Chapter 2

CHAPTER 2

Sophie got on the Hastings train at London Bridge station, the fifth carriage, as agreed, and there was Rey, waving his arms at her.

‘Cooee, darling,’ he called out. ‘Over here. You can sit facing, I’ll be back to the engine. I’ll only be a little bit sick.’

She slid into the seat opposite as Rey took two pre-mixed cans of pina colada out of his bag and put them down in front of her, followed by two packets of crisps. He tore one open and stuffed a few into his mouth.

‘It’s nine forty-five on a Wednesday morning,’ said Sophie, as he popped the tag on one of the cans and took an enthusiastic swig, ‘and you’re drinking tinned cocktails and inhaling crisps. No wonder you’re going to be sick.’

‘We’re going to the seaside. We’ve got to get in the mood, girl.’

He opened the other can and pushed it across the table towards her. Sophie took a tentative sip and tried not to grimace. It was so sweet. She’d just pretend to drink it, he’d never know.

‘Cheers!’ she said, taking a fake gulp.

‘Up yours. Here’s to a day out, a new life and a fabulous new house.’ He turned and rootled around in the Goyard tote bag on the seat next to him and slapped an interiors magazine on the table. ‘There are some nice ideas in here,’ he said, his mouth full of crisps. ‘It’s a kitchen special.’

Rey was mad about interiors. To look at him, with his rainbow-coloured scarf and the high-crowned apple green Vivienne Westwood hat he’d taken off and put on the table, you’d think he was a fashion stylist or creative of some kind. He was actually a fully qualified accountant who made a very good living flipping property, never going a single penny over budget on the remodelling.

He flicked through the pages of the magazine until he found what he was looking for, then turned it to show Sophie, pointing to a double-page spread of a kitchen.

‘Look at this one. No handles, cork floors... Forget those Pinterest boards I sent you, I’m getting a whole new vision for your kitchen.’

‘Rey,’ said Sophie, reaching out and putting her hand over his, squeezing it lightly. ‘I don’t know if I’m going to move into that house now. I might just put it straight back on the market and find something else. That’s why I’m going today, to have another look and decide.’

He took a long pull on his pina colada. Sophie could almost see the words Money? Problems with probate? Tricky will? No will? tracking across his forehead, like a Reuters screen.

‘It’s not because I can’t afford it,’ she said and paused to take a breath. Then she took a big pull on the can of sugary cocktail. It was foul, but she needed it. She opened the bag of crisps Rey had put in front of her and put a few in her mouth to take the taste away. ‘It’s a lovely house, Rey, but I don’t think I could bear to live in it, because I chose it with Matt and I would be constantly reminded that he wasn’t there...’ She paused. Because I would be permanently angry . Red-mist furious .

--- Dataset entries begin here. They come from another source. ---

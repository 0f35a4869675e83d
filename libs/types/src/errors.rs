//! Error types for the streaming engine
//!
//! Comprehensive error taxonomy using thiserror. An overflow is the only
//! recoverable fault; everything else aborts the current operation.

use thiserror::Error;

use crate::timestamp::Timestamp;

/// Top-level stream error
#[derive(Error, Debug, Clone, PartialEq)]
pub enum StreamError {
    /// Repeated same-timestamp arrivals crossed the threshold. The faulted
    /// hub has already torn down its subscribers when this is returned.
    #[error(
        "A repeated stream update at {timestamp} exceeded the {threshold} attempt threshold. \
         Check and remove circular chains or check your stream provider. Provider terminated."
    )]
    Overflow { timestamp: Timestamp, threshold: u32 },

    #[error("Cache invariant violated: {reason}")]
    InvariantViolation { reason: String },

    #[error("No cached entry at {timestamp}")]
    NotFound { timestamp: Timestamp },

    #[error("Index {index} out of range for cache of length {len}")]
    IndexOutOfRange { index: usize, len: usize },

    #[error("Invalid parameter {name}: {reason}")]
    InvalidParameter { name: String, reason: String },
}

impl StreamError {
    pub fn invariant(reason: impl Into<String>) -> Self {
        Self::InvariantViolation {
            reason: reason.into(),
        }
    }

    pub fn invalid_parameter(name: impl Into<String>, reason: impl Into<String>) -> Self {
        Self::InvalidParameter {
            name: name.into(),
            reason: reason.into(),
        }
    }

    /// True for the recoverable circuit-breaker fault.
    pub fn is_overflow(&self) -> bool {
        matches!(self, Self::Overflow { .. })
    }

    /// True when classification and mutation disagreed about cache state.
    pub fn is_invariant_violation(&self) -> bool {
        matches!(
            self,
            Self::InvariantViolation { .. } | Self::NotFound { .. }
        )
    }
}
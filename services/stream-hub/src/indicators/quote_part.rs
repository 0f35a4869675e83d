//! Project a quote onto a single chainable value

use std::fmt;

use rust_decimal::Decimal;
use serde::{Deserialize, Serialize};

use types::errors::StreamError;
use types::numeric::to_f64;
use types::quote::Quote;
use types::series::TimeValue;

use crate::transform::{Context, Transform};

/// Which price (or blend of prices) a `QuotePart` hub emits.
#[derive(Debug, Clone, Copy, PartialEq, Eq, Hash, Serialize, Deserialize)]
#[serde(rename_all = "lowercase")]
pub enum QuotePart {
    Open,
    High,
    Low,
    Close,
    Volume,
    /// (high + low) / 2
    HL2,
    /// (high + low + close) / 3
    HLC3,
    /// (open + close) / 2
    OC2,
    /// (open + high + low) / 3
    OHL3,
    /// (open + high + low + close) / 4
    OHLC4,
}

impl QuotePart {
    pub fn select(&self, quote: &Quote) -> Decimal {
        match self {
            QuotePart::Open => quote.open,
            QuotePart::High => quote.high,
            QuotePart::Low => quote.low,
            QuotePart::Close => quote.close,
            QuotePart::Volume => quote.volume,
            QuotePart::HL2 => (quote.high + quote.low) / Decimal::TWO,
            QuotePart::HLC3 => (quote.high + quote.low + quote.close) / Decimal::from(3),
            QuotePart::OC2 => (quote.open + quote.close) / Decimal::TWO,
            QuotePart::OHL3 => (quote.open + quote.high + quote.low) / Decimal::from(3),
            QuotePart::OHLC4 => {
                (quote.open + quote.high + quote.low + quote.close) / Decimal::from(4)
            }
        }
    }

    pub fn as_str(&self) -> &'static str {
        match self {
            QuotePart::Open => "OPEN",
            QuotePart::High => "HIGH",
            QuotePart::Low => "LOW",
            QuotePart::Close => "CLOSE",
            QuotePart::Volume => "VOLUME",
            QuotePart::HL2 => "HL2",
            QuotePart::HLC3 => "HLC3",
            QuotePart::OC2 => "OC2",
            QuotePart::OHL3 => "OHL3",
            QuotePart::OHLC4 => "OHLC4",
        }
    }
}

impl fmt::Display for QuotePart {
    fn fmt(&self, f: &mut fmt::Formatter<'_>) -> fmt::Result {
        f.write_str(self.as_str())
    }
}

impl Transform<Quote, TimeValue> for QuotePart {
    fn transform(
        &mut self,
        input: &Quote,
        _index: usize,
        _ctx: &Context<'_, Quote, TimeValue>,
    ) -> Result<TimeValue, StreamError> {
        Ok(TimeValue::new(input.timestamp, to_f64(self.select(input))))
    }

    fn label(&self) -> String {
        format!("QUOTEPART({})", self.as_str())
    }
}
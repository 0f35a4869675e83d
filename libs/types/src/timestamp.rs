//! Ordering key for every cached item
//!
//! A `Timestamp` is Unix time in nanoseconds. Caches are ordered by it and
//! hold at most one visible entry per value.

use chrono::{DateTime, TimeZone, Utc};
use serde::{Deserialize, Serialize};
use std::fmt;

/// Unix-epoch nanoseconds.
#[derive(
    Debug, Clone, Copy, Default, PartialEq, Eq, Hash, PartialOrd, Ord, Serialize, Deserialize,
)]
#[serde(transparent)]
pub struct Timestamp(i64);

impl Timestamp {
    /// Earliest representable instant; rebuilding from here replays everything.
    pub const MIN: Timestamp = Timestamp(i64::MIN);

    pub const fn from_nanos(nanos: i64) -> Self {
        Self(nanos)
    }

    pub const fn as_nanos(&self) -> i64 {
        self.0
    }

    /// Convert from a UTC datetime. Returns `None` outside the i64 nanosecond range.
    pub fn from_datetime(dt: DateTime<Utc>) -> Option<Self> {
        dt.timestamp_nanos_opt().map(Self)
    }

    pub fn to_datetime(&self) -> DateTime<Utc> {
        Utc.timestamp_nanos(self.0)
    }

    /// Align down to a period boundary measured from the epoch.
    ///
    /// Uses euclidean division so pre-epoch instants floor toward the past.
    /// A non-positive period leaves the timestamp unchanged.
    pub fn floor(&self, period_nanos: i64) -> Self {
        if period_nanos <= 0 {
            return *self;
        }
        Self(self.0.div_euclid(period_nanos) * period_nanos)
    }
}

impl From<DateTime<Utc>> for Timestamp {
    /// Saturates at the i64 nanosecond range.
    fn from(dt: DateTime<Utc>) -> Self {
        match dt.timestamp_nanos_opt() {
            Some(nanos) => Self(nanos),
            None if dt.timestamp() < 0 => Self(i64::MIN),
            None => Self(i64::MAX),
        }
    }
}

impl fmt::Display for Timestamp {
    fn fmt(&self, f: &mut fmt::Formatter<'_>) -> fmt::Result {
        if *self == Self::MIN {
            return write!(f, "-inf");
        }
        write!(f, "{}", self.to_datetime().to_rfc3339())
    }
}
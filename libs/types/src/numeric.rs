//! Numeric boundary helpers
//!
//! Quotes carry `Decimal` prices so aggregation and comparison stay exact.
//! Indicator formulas run on `f64`; these helpers convert at that boundary
//! and keep NaN/infinite values out of caches (they become `None`).

use rust_decimal::prelude::ToPrimitive;
use rust_decimal::Decimal;

/// Convert a decimal price to `f64` for indicator math.
pub fn to_f64(value: Decimal) -> Option<f64> {
    value.to_f64().and_then(finite)
}

/// Map NaN and infinities to `None`.
pub fn finite(value: f64) -> Option<f64> {
    if value.is_finite() {
        Some(value)
    } else {
        None
    }
}
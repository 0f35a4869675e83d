//! Transform contract implemented by concrete indicators
//!
//! A hub resolves where its input lives in the provider cache, then asks the
//! transform for the output at that position. The output must depend only on
//! the provider prefix up to that position, on the hub's own results before
//! it, and on auxiliary state that `rollback` rewinds.

use types::errors::StreamError;
use types::series::Series;
use types::timestamp::Timestamp;

use crate::cache::TimeSeriesCache;

/// Read-only inputs available to a transform.
pub struct Context<'a, I, O> {
    /// The provider's published cache.
    pub provider: &'a TimeSeriesCache<I>,
    /// This hub's own results, settled up to (not including) the entry
    /// being computed.
    pub results: &'a TimeSeriesCache<O>,
}

impl<'a, I: Series, O: Series> Context<'a, I, O> {
    pub fn new(provider: &'a TimeSeriesCache<I>, results: &'a TimeSeriesCache<O>) -> Self {
        Self { provider, results }
    }

    /// Own result for the provider entry one position before `index`.
    ///
    /// Matched by timestamp, so the two caches may have pruned different
    /// prefixes.
    pub fn previous_result(&self, index: usize) -> Option<&'a O> {
        let prev = index.checked_sub(1)?;
        let input = self.provider.get(prev)?;
        let at = self.results.find_index(input.timestamp())?;
        self.results.get(at)
    }

    /// The `len` provider entries ending at `index` inclusive.
    pub fn window(&self, index: usize, len: usize) -> Option<&'a [I]> {
        if len == 0 || index + 1 < len || index >= self.provider.len() {
            return None;
        }
        Some(&self.provider.as_slice()[index + 1 - len..=index])
    }
}

/// Resolve the provider index of `input`.
///
/// A hint is trusted when the provider entry at that position carries the
/// same timestamp; otherwise an exact search is made.
pub fn resolve_index<I: Series>(
    provider: &TimeSeriesCache<I>,
    input: &I,
    hint: Option<usize>,
) -> Result<usize, StreamError> {
    if let Some(index) = hint {
        if provider
            .get(index)
            .is_some_and(|cached| cached.timestamp() == input.timestamp())
        {
            return Ok(index);
        }
    }
    provider.index_of(input).ok_or(StreamError::NotFound {
        timestamp: input.timestamp(),
    })
}

/// The computation a hub applies to every provider item.
pub trait Transform<I, O> {
    /// Compute the output for `input`, located at `index` in `ctx.provider`.
    fn transform(&mut self, input: &I, index: usize, ctx: &Context<'_, I, O>) -> Result<O, StreamError>;

    /// Short description of the construction parameters, e.g. `"EMA(10)"`.
    fn label(&self) -> String;

    /// Rewind auxiliary state before results at or after `at` are recomputed.
    ///
    /// `ctx.results` has already been truncated. Stateless transforms keep
    /// the default.
    fn rollback(&mut self, _at: Timestamp, _ctx: &Context<'_, I, O>) {}

    /// Map a provider rebuild timestamp onto this hub's own timeline.
    fn rebuild_origin(&self, from: Timestamp) -> Timestamp {
        from
    }

    /// Whether an output sharing the last result's timestamp revises that
    /// result in place instead of forcing a rebuild.
    fn revises_in_place(&self) -> bool {
        false
    }
}
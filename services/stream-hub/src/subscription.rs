//! Subscription registry and disposable subscription handles
//!
//! Observers are held as `Weak` references in registration order; an
//! observer that has been dropped is pruned lazily the next time the
//! registry is walked. Every notification iterates a snapshot of the live
//! set, so an observer may unsubscribe itself (or a sibling) while an event
//! is being delivered.
//!
//! Subscribing an observer that is already registered shares its
//! registration: every handle counts, and the registration goes away with
//! the last one.

use std::cell::RefCell;
use std::fmt;
use std::rc::{Rc, Weak};

use tracing::{debug, warn};

use types::errors::StreamError;
use types::ids::SubscriptionId;
use types::timestamp::Timestamp;

use crate::observer::StreamObserver;

/// Registry side of a handle, erased over the item type.
trait Unsubscribe {
    fn release(&self, id: SubscriptionId);
    fn contains(&self, id: SubscriptionId) -> bool;
}

/// Handle for one observer registration.
///
/// Dropping (or `dispose`-ing) the handle releases its hold on the
/// registration, which is removed once no handle holds it. The provider may
/// also remove it first, via `end_transmission`.
pub struct Subscription {
    id: SubscriptionId,
    registry: Weak<dyn Unsubscribe>,
}

impl Subscription {
    pub fn id(&self) -> SubscriptionId {
        self.id
    }

    /// Whether the provider still delivers events through this registration.
    pub fn is_active(&self) -> bool {
        self.registry
            .upgrade()
            .is_some_and(|registry| registry.contains(self.id))
    }

    /// Release the registration now.
    pub fn dispose(self) {}
}

impl Drop for Subscription {
    fn drop(&mut self) {
        if let Some(registry) = self.registry.upgrade() {
            registry.release(self.id);
        }
    }
}

impl fmt::Debug for Subscription {
    fn fmt(&self, f: &mut fmt::Formatter<'_>) -> fmt::Result {
        f.debug_struct("Subscription")
            .field("id", &self.id)
            .field("active", &self.is_active())
            .finish()
    }
}

struct Entry<T> {
    id: SubscriptionId,
    observer: Weak<dyn StreamObserver<T>>,
    handles: usize,
}

/// Downstream observers of one provider.
pub struct SubscriptionRegistry<T> {
    entries: RefCell<Vec<Entry<T>>>,
}

impl<T: 'static> SubscriptionRegistry<T> {
    pub fn new() -> Rc<Self> {
        Rc::new(Self {
            entries: RefCell::new(Vec::new()),
        })
    }

    /// Register an observer.
    ///
    /// Registering an observer that is already present adds a handle to its
    /// registration; it is still notified once per event.
    pub fn subscribe(self: &Rc<Self>, observer: Weak<dyn StreamObserver<T>>) -> Subscription {
        let id = {
            let mut entries = self.entries.borrow_mut();
            match entries
                .iter_mut()
                .find(|entry| Weak::ptr_eq(&entry.observer, &observer))
            {
                Some(entry) => {
                    entry.handles += 1;
                    debug!(subscription = %entry.id, handles = entry.handles, "Observer already subscribed");
                    entry.id
                }
                None => {
                    let id = SubscriptionId::new();
                    entries.push(Entry {
                        id,
                        observer,
                        handles: 1,
                    });
                    id
                }
            }
        };

        let registry: Rc<dyn Unsubscribe> = self.clone();
        Subscription {
            id,
            registry: Rc::downgrade(&registry),
        }
    }

    /// Remove a registration by observer identity, whatever handles hold it.
    /// Every handle issued for it becomes inactive.
    pub fn unsubscribe(&self, observer: &Weak<dyn StreamObserver<T>>) -> bool {
        let id = self
            .entries
            .borrow()
            .iter()
            .find(|entry| Weak::ptr_eq(&entry.observer, observer))
            .map(|entry| entry.id);
        match id {
            Some(id) => self.remove(id),
            None => false,
        }
    }

    /// Number of live observers.
    pub fn len(&self) -> usize {
        self.entries
            .borrow()
            .iter()
            .filter(|entry| entry.observer.strong_count() > 0)
            .count()
    }

    pub fn has_subscribers(&self) -> bool {
        self.len() > 0
    }

    /// Deliver a newly appended item to every observer, in registration
    /// order.
    ///
    /// The first observer error ends the walk and is returned; observers
    /// after it do not see the item. The error reaches whoever fed the
    /// graph, which is expected to repair it with a rebuild.
    pub fn notify_add(&self, item: &T, index: Option<usize>) -> Result<(), StreamError> {
        for (id, observer) in self.snapshot() {
            if self.contains(id) {
                observer.on_add(item, index)?;
            }
        }
        Ok(())
    }

    /// Tell every observer to rebuild from `from`. Stops at the first
    /// error, like `notify_add`.
    pub fn notify_rebuild(&self, from: Timestamp) -> Result<(), StreamError> {
        for (id, observer) in self.snapshot() {
            if self.contains(id) {
                observer.on_rebuild(from)?;
            }
        }
        Ok(())
    }

    /// Tell every observer the entries at or before `to` were pruned.
    pub fn notify_prune(&self, to: Timestamp) -> Result<(), StreamError> {
        for (id, observer) in self.snapshot() {
            if self.contains(id) {
                observer.on_prune(to)?;
            }
        }
        Ok(())
    }

    /// Signal a fault to every observer.
    pub fn notify_error(&self, error: &StreamError) {
        for (id, observer) in self.snapshot() {
            if self.contains(id) {
                observer.on_error(error);
            }
        }
    }

    /// Complete every observer, then drop all registrations.
    pub fn end_transmission(&self) {
        let snapshot = self.snapshot();
        if !snapshot.is_empty() {
            warn!(observers = snapshot.len(), "Ending transmission");
        }
        for (id, observer) in snapshot {
            if self.contains(id) {
                observer.on_completed();
            }
        }
        self.entries.borrow_mut().clear();
    }

    /// Whether the registration `id` is still present.
    pub fn contains(&self, id: SubscriptionId) -> bool {
        self.entries.borrow().iter().any(|entry| entry.id == id)
    }

    fn remove(&self, id: SubscriptionId) -> bool {
        let removed = {
            let mut entries = self.entries.borrow_mut();
            let before = entries.len();
            entries.retain(|entry| entry.id != id);
            before != entries.len()
        };
        if removed {
            debug!(subscription = %id, "Observer unsubscribed");
        }
        removed
    }

    fn snapshot(&self) -> Vec<(SubscriptionId, Rc<dyn StreamObserver<T>>)> {
        let mut entries = self.entries.borrow_mut();
        entries.retain(|entry| entry.observer.strong_count() > 0);
        entries
            .iter()
            .filter_map(|entry| entry.observer.upgrade().map(|observer| (entry.id, observer)))
            .collect()
    }
}

impl<T: 'static> Unsubscribe for SubscriptionRegistry<T> {
    fn release(&self, id: SubscriptionId) {
        let last = {
            let mut entries = self.entries.borrow_mut();
            match entries.iter_mut().find(|entry| entry.id == id) {
                Some(entry) => {
                    entry.handles = entry.handles.saturating_sub(1);
                    entry.handles == 0
                }
                None => false,
            }
        };
        if last {
            self.remove(id);
        }
    }

    fn contains(&self, id: SubscriptionId) -> bool {
        SubscriptionRegistry::contains(self, id)
    }
}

Was now the time to tell him everything about Matt’s betrayal? How he’d told her he wasn’t moving to Hastings with her the day after they’d exchanged contracts on the sale of their family home and the purchase of the Hastings one, so she would have to move, whether she wanted to or not. Surely, if there was anyone she could share the hideous truth with, it was Rey?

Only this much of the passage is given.